A principal advantage of the present invention is the efficient
transmission of electrical power between a pair of electrically
cooperating coils which results from the coupling of the magnetic
flux linkages. The electrical life of the components, the fatigue
life of the members, and the effective life of the bonding agent
are prolonged by reducing eddy currents (and thus undesirable
induction heating) in the rotary machine members as compared with
structures using bonding agents that are not filled with a
magnetizable material having a magnetic permeability greater than
that of the bonding agent. The adverse impact of the weight of the
bonding agent on engine operation and of the radial profile of the
data communication link on engine design is similarly reduced as
compared with structures relying on a bonding agent having a
smaller magnetic permeability. Electrical interference caused by
the magnetic permeability of the second layer is avoided by spacing
the antenna away from the second layer with the first layer.
The foregoing, and other objects, features and advantages of the
present invention will become more apparent in the light of the
following detailed description of the preferred embodiment thereof
as shown in the accompanying drawing.
BRIEF DESCRIPTION OF THE DRAWING
FIG. 1 is a cross sectional view of a portion of the compression
section of a gas turbine engine;
FIG. 2 is a schematic diagram of a rotor telemetry system;
FIG. 3 is an enlarged sectional view of a portion of the
compression section shown in FIG. 1 and shows a data communication
link mounted to the rotating and stationary structure.
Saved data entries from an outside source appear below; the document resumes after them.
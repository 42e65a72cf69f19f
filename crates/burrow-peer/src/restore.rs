use std::collections::{HashMap, HashSet};
use std::sync::Mutex;

use bytes::Bytes;
use tokio::sync::oneshot;
use tracing::debug;

use burrow_protocol::chunk_id;

/// An in-flight restore of one file: CHUNK bodies accumulate until every
/// chunk number up to `expected` has arrived, then the file content is
/// assembled and handed to the waiting initiator.
struct Session {
    expected: u32,
    chunks: HashMap<u32, Bytes>,
    done: Option<oneshot::Sender<Vec<u8>>>,
}

/// Tracks active restore sessions and which chunk ids were recently served
/// on the restore channel (for duplicate-reply suppression: a peer about to
/// answer a GETCHUNK stays silent when it saw another peer's CHUNK during
/// its jitter delay).
#[derive(Default)]
pub struct RestoreRegistry {
    sessions: Mutex<HashMap<String, Session>>,
    served: Mutex<HashSet<String>>,
}

impl RestoreRegistry {
    pub fn new() -> Self {
        Self::default()
    }

    /// Open a session; the receiver resolves with the assembled file bytes
    /// once all `expected` chunks arrived.
    pub fn begin(&self, file_id: &str, expected: u32) -> oneshot::Receiver<Vec<u8>> {
        let (tx, rx) = oneshot::channel();
        let mut sessions = self.sessions.lock().unwrap_or_else(|p| p.into_inner());
        sessions.insert(
            file_id.to_string(),
            Session {
                expected,
                chunks: HashMap::new(),
                done: Some(tx),
            },
        );
        rx
    }

    /// Abandon a session (timeout or error on the initiator side).
    pub fn cancel(&self, file_id: &str) {
        let mut sessions = self.sessions.lock().unwrap_or_else(|p| p.into_inner());
        sessions.remove(file_id);
    }

    /// Record an observed CHUNK. Always feeds the suppression memory; feeds
    /// a session only if one is active for the file.
    pub fn record_chunk(&self, file_id: &str, chunk_no: u32, body: Bytes) {
        self.mark_served(&chunk_id(file_id, chunk_no));

        let mut sessions = self.sessions.lock().unwrap_or_else(|p| p.into_inner());
        let Some(session) = sessions.get_mut(file_id) else {
            return;
        };
        session.chunks.entry(chunk_no).or_insert(body);
        debug!(
            "restore {}: {}/{} chunks collected",
            file_id,
            session.chunks.len(),
            session.expected
        );

        if session.chunks.len() as u32 >= session.expected {
            let Some(mut session) = sessions.remove(file_id) else {
                return;
            };
            let mut data = Vec::new();
            for chunk_no in 1..=session.expected {
                if let Some(body) = session.chunks.remove(&chunk_no) {
                    data.extend_from_slice(&body);
                }
            }
            if let Some(done) = session.done.take() {
                // the initiator may have timed out and dropped the receiver
                let _ = done.send(data);
            }
        }
    }

    pub fn mark_served(&self, chunk_id: &str) {
        let mut served = self.served.lock().unwrap_or_else(|p| p.into_inner());
        served.insert(chunk_id.to_string());
    }

    /// Forget any previous CHUNK sighting so the next `was_served` reflects
    /// only what arrives during the caller's jitter window.
    pub fn clear_served(&self, chunk_id: &str) {
        let mut served = self.served.lock().unwrap_or_else(|p| p.into_inner());
        served.remove(chunk_id);
    }

    pub fn was_served(&self, chunk_id: &str) -> bool {
        let served = self.served.lock().unwrap_or_else(|p| p.into_inner());
        served.contains(chunk_id)
    }
}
BEST MODE FOR CARRYING OUT THE INVENTION
FIG. 1 illustrates a gas turbine engine embodiment of the present
invention. The gas turbine engine is a rotary machine having a
turbine section and a compression section. A portion of the
compression section 10 is shown. The compression section has a
rotor assembly 14 extending axially about an axis of rotation
A.sub.r and a stator assembly 16 extending axially to circumscribe
the rotor assembly.
The rotor assembly 14 includes a rotor shaft 18 and a plurality of
rotor disks, as represented by the rotor disks 20 and 22. A spacer
24 extends between the rotor disks. The rotor disks and spacers are
bolted together and are joined to the rotor shaft. The stator
assembly 16 includes an outer case 26 spaced radially from the
rotor assembly. A working medium flow path 28 is bounded by the
outer case and the rotor assembly. An array of rotor blades at each
disk, as represented by the single rotor blade 30 and the single
rotor blade 32, extend outwardly at each rotor disk across the
working medium flow path into proximity with the outer case. An
array of stator vanes 34 extends inwardly from the outer case
across the working medium flow path into proximity with the rotor
assembly. A strut 36 extends inwardly from the outer case across
the working medium flow path and terminates in a first support ring
38 and a second support ring 40. A first bearing 42 is supported by
the first support ring. An inner rotor shaft 44 inwardly of the
rotor shaft 18 has the same axis of rotation A.sub.r as does the
rotor shaft 18. The inner rotor shaft is supported by the first
bearing. A second bearing 46 is supported by the second support
ring 40. The second bearing supports the rotor shaft 18. A
circumferentially extending cavity 48 is defined by the first
support ring 38, the circumferentially extending first bearing 42,
the cylindrical inner rotor shaft 44, the cylindrical rotor shaft
18, the circumferentially extending second bearing 46 and the
second support ring 40. A tower shaft 50 disposed in the cavity has
a cylindrical shaft 52 which extends outwardly through the hollow
strut 36. A bevel gear 54 on the tower shaft engages an associated
bevel gear 56 on the end of the rotor shaft 18. An oil supply
system, as represented by the conduit 58, supplies oil to the
cavity 48. The oil provides lubrication to the bearings and other
rotating components and acts as a working medium to remove heat
from the cavity.
A rotor telemetry system 60 is installed in the circumferentially
extending cavity 48. In order to provide room for the components of
the rotor telemetry system, the bevel gear 54 on the tower shaft 52
is modified by removal of a portion of the bevel gear as shown by
the broken lines in FIG. 1 to provide an operating clearance
between the components of the system and the bevel gear. The
components of the rotor telemetry system include a rotor unit 62
and a stator unit 64. A stationary member formed of a plurality of
axially extending members circumferentially spaced one from
another, as represented by the single member 66, supports the
stator unit. A rotating member 68 attached to the rotor shaft
extends axially from the rotor shaft to support the rotor unit and
the transmitting unit.
FIG. 2 is a block diagram of the rotor telemetry system 60. The
stator unit 64 includes one of a pair of electrically cooperating
antennas 70 and one of a pair of electrically cooperating coils 72.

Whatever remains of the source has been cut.